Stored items
== Segment start ==

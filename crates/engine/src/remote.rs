//! HTTP client for a remote inference sidecar.
//!
//! The GPU models live in a separate process exposing a small HTTP API:
//!
//! - `POST /v1/transform/{lane}` — raw image bytes in, transformed bytes
//!   out, with output metadata in `x-pixelift-*` response headers.
//! - `POST /v1/clear-cache` — drop the accelerator's cached allocations.
//!
//! Domain failures come back as `422` with a `{ "kind", "message" }`
//! JSON body; overload and restart windows map to retryable kinds.

use async_trait::async_trait;
use pixelift_core::envelope::InputRef;
use pixelift_core::lane::Lane;
use pixelift_core::options::JobOptions;
use serde::Deserialize;

use crate::guard::AcceleratorContext;
use crate::transform::{Transform, TransformError, TransformErrorKind, TransformOutput};

const HEADER_WIDTH: &str = "x-pixelift-width";
const HEADER_HEIGHT: &str = "x-pixelift-height";
const HEADER_SCALE: &str = "x-pixelift-scale-factor";
const HEADER_FACES: &str = "x-pixelift-face-count";

/// Engine-reported error body for classified failures.
#[derive(Debug, Deserialize)]
struct EngineErrorBody {
    kind: String,
    message: String,
}

/// Transform capability backed by a remote inference sidecar.
pub struct RemoteEngine {
    client: reqwest::Client,
    base_url: String,
}

impl RemoteEngine {
    /// * `base_url` - sidecar base URL, e.g. `http://localhost:8188`.
    pub fn new(base_url: String) -> Self {
        Self {
            client: reqwest::Client::new(),
            base_url,
        }
    }

    /// Reuse an existing [`reqwest::Client`] for connection pooling.
    pub fn with_client(client: reqwest::Client, base_url: String) -> Self {
        Self { client, base_url }
    }

    fn header_parsed<T: std::str::FromStr>(
        response: &reqwest::Response,
        name: &str,
    ) -> Result<T, TransformError> {
        response
            .headers()
            .get(name)
            .and_then(|v| v.to_str().ok())
            .and_then(|v| v.parse().ok())
            .ok_or_else(|| {
                TransformError::new(
                    TransformErrorKind::Internal,
                    format!("Engine response missing or malformed header {name}"),
                )
            })
    }

    /// Map a non-success response to a classified error.
    async fn classify_failure(response: reqwest::Response) -> TransformError {
        let status = response.status();

        if status.as_u16() == 422 {
            // Classified domain error with a structured body.
            return match response.json::<EngineErrorBody>().await {
                Ok(body) => {
                    TransformError::new(TransformErrorKind::from_wire(&body.kind), body.message)
                }
                Err(e) => TransformError::new(
                    TransformErrorKind::Internal,
                    format!("Engine returned 422 with unreadable body: {e}"),
                ),
            };
        }

        let kind = match status.as_u16() {
            429 => TransformErrorKind::ResourceExhausted,
            502 | 503 | 504 => TransformErrorKind::Unavailable,
            _ => TransformErrorKind::Internal,
        };
        TransformError::new(kind, format!("Engine returned {status}"))
    }
}

#[async_trait]
impl Transform for RemoteEngine {
    async fn transform(
        &self,
        lane: Lane,
        input: &InputRef,
        options: &JobOptions,
    ) -> Result<TransformOutput, TransformError> {
        let url = format!("{}/v1/transform/{}", self.base_url, lane.queue_name());

        let mut request = self
            .client
            .post(url)
            .header("content-type", "application/octet-stream")
            .query(&[
                ("output_format", options.output_format.as_str()),
                ("quality", options.quality.as_str()),
            ])
            .body(input.bytes.clone());
        if lane == Lane::Face {
            request = request.query(&[("only_center_face", options.only_center_face)]);
        }

        let response = request.send().await.map_err(|e| {
            TransformError::new(
                TransformErrorKind::Unavailable,
                format!("Engine request failed: {e}"),
            )
        })?;

        if !response.status().is_success() {
            return Err(Self::classify_failure(response).await);
        }

        let width = Self::header_parsed::<u32>(&response, HEADER_WIDTH)?;
        let height = Self::header_parsed::<u32>(&response, HEADER_HEIGHT)?;
        let scale_factor = Self::header_parsed::<f64>(&response, HEADER_SCALE)?;
        let face_count = match lane {
            Lane::Face => Some(Self::header_parsed::<u32>(&response, HEADER_FACES)?),
            Lane::Upscale => None,
        };

        let bytes = response
            .bytes()
            .await
            .map_err(|e| {
                TransformError::new(
                    TransformErrorKind::Unavailable,
                    format!("Engine response body read failed: {e}"),
                )
            })?
            .to_vec();

        Ok(TransformOutput {
            bytes,
            width,
            height,
            scale_factor,
            face_count,
        })
    }
}

/// Accelerator context proxied to the remote sidecar's cache endpoint.
pub struct RemoteAccelerator {
    client: reqwest::Client,
    base_url: String,
}

impl RemoteAccelerator {
    pub fn new(base_url: String) -> Self {
        Self {
            client: reqwest::Client::new(),
            base_url,
        }
    }
}

#[async_trait]
impl AcceleratorContext for RemoteAccelerator {
    async fn clear_cache(&self) -> Result<(), TransformError> {
        let response = self
            .client
            .post(format!("{}/v1/clear-cache", self.base_url))
            .send()
            .await
            .map_err(|e| {
                TransformError::new(
                    TransformErrorKind::Unavailable,
                    format!("Cache clear request failed: {e}"),
                )
            })?;

        if !response.status().is_success() {
            return Err(TransformError::new(
                TransformErrorKind::Internal,
                format!("Cache clear returned {}", response.status()),
            ));
        }
        Ok(())
    }
}
//! Pixelift gateway library.
//!
//! Exposes the building blocks (config, state, error handling, dispatch,
//! routes) so integration tests and the binary entrypoint can both access
//! them.

pub mod config;
pub mod dispatch;
pub mod error;
pub mod handlers;
pub mod ratelimit;
pub mod response;
pub mod routes;
pub mod state;
//! Stack annotation: turn a thread's frames into `bta` output lines.

mod assertion;
mod names;
mod render;
mod types;

pub use assertion::match_assertion;
pub use names::short_function_name;
pub use render::{format_location, render_lines};
pub use types::{AnnotatedLine, AssertionMatch, FrameLine, RenderOptions};

use crate::host::{FrameInfo, FrameSource};

/// Annotate every frame of `source`, innermost first.
pub fn annotate<S: FrameSource + ?Sized>(source: &S) -> Vec<AnnotatedLine> {
    annotate_frames(&source.frames())
}

/// Frames without a signature produce no lines. A frame whose raw signature
/// names an assertion scope is followed by an [`AnnotatedLine::Assertion`].
pub fn annotate_frames(frames: &[FrameInfo]) -> Vec<AnnotatedLine> {
    let mut lines = Vec::with_capacity(frames.len());

    for frame in frames {
        let signature = match frame.signature.as_deref() {
            Some(sig) if !sig.trim().is_empty() => sig,
            _ => {
                log::debug!("Skipping frame {} without a signature", frame.index);
                continue;
            }
        };

        lines.push(AnnotatedLine::Frame(FrameLine {
            index: frame.index,
            name: short_function_name(signature).to_string(),
            location: format_location(frame.file_name.as_deref(), frame.line),
        }));

        if let Some(assertion) = match_assertion(signature) {
            lines.push(AnnotatedLine::Assertion(assertion));
        }
    }

    lines
}
use once_cell::sync::Lazy;
use regex::Regex;

static FUNC_NAME_REGEX: Lazy<Regex> = Lazy::new(|| {
    Regex::new(r"^([^(<]+)").expect("hard-coded regular expression to be valid")
});

/// Strip the parameter list and template arguments from a display signature.
///
/// `foo::bar(int)` and `foo::bar<T>(int)` both give `foo::bar`. A signature
/// that starts with `(` or `<` has no name prefix and is returned whole.
pub fn short_function_name(signature: &str) -> &str {
    FUNC_NAME_REGEX
        .captures(signature)
        .and_then(|caps| caps.get(1))
        .map(|m| m.as_str().trim())
        .filter(|name| !name.is_empty())
        .unwrap_or_else(|| signature.trim())
}
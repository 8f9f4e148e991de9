use super::types::AssertionMatch;
use once_cell::sync::Lazy;
use regex::Regex;

// e.g. `v8::internal::PerIsolateAssertType::HEAP_ALLOCATION_ASSERT, false>`
static ASSERT_SCOPE_REGEX: Lazy<Regex> = Lazy::new(|| {
    Regex::new(r"^(?:\w+::)+Per(\w+)AssertType::(\w+)_ASSERT, (false|true)>")
        .expect("hard-coded regular expression to be valid")
});

/// Match a raw frame signature against the assertion-scope guard pattern.
pub fn match_assertion(signature: &str) -> Option<AssertionMatch> {
    let caps = ASSERT_SCOPE_REGEX.captures(signature)?;
    Some(AssertionMatch {
        scope: caps[1].to_string(),
        category: caps[2].to_string(),
        allowed: &caps[3] == "true",
    })
}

== Segment end ==

-- WORK INSTRUCTIONS --
Lines from the entries that contain the string "EngineErrorBody" must be found and copied.

-- WRITTEN RESPONSE --
struct EngineErrorBody {
            return match response.json::<EngineErrorBody>().await {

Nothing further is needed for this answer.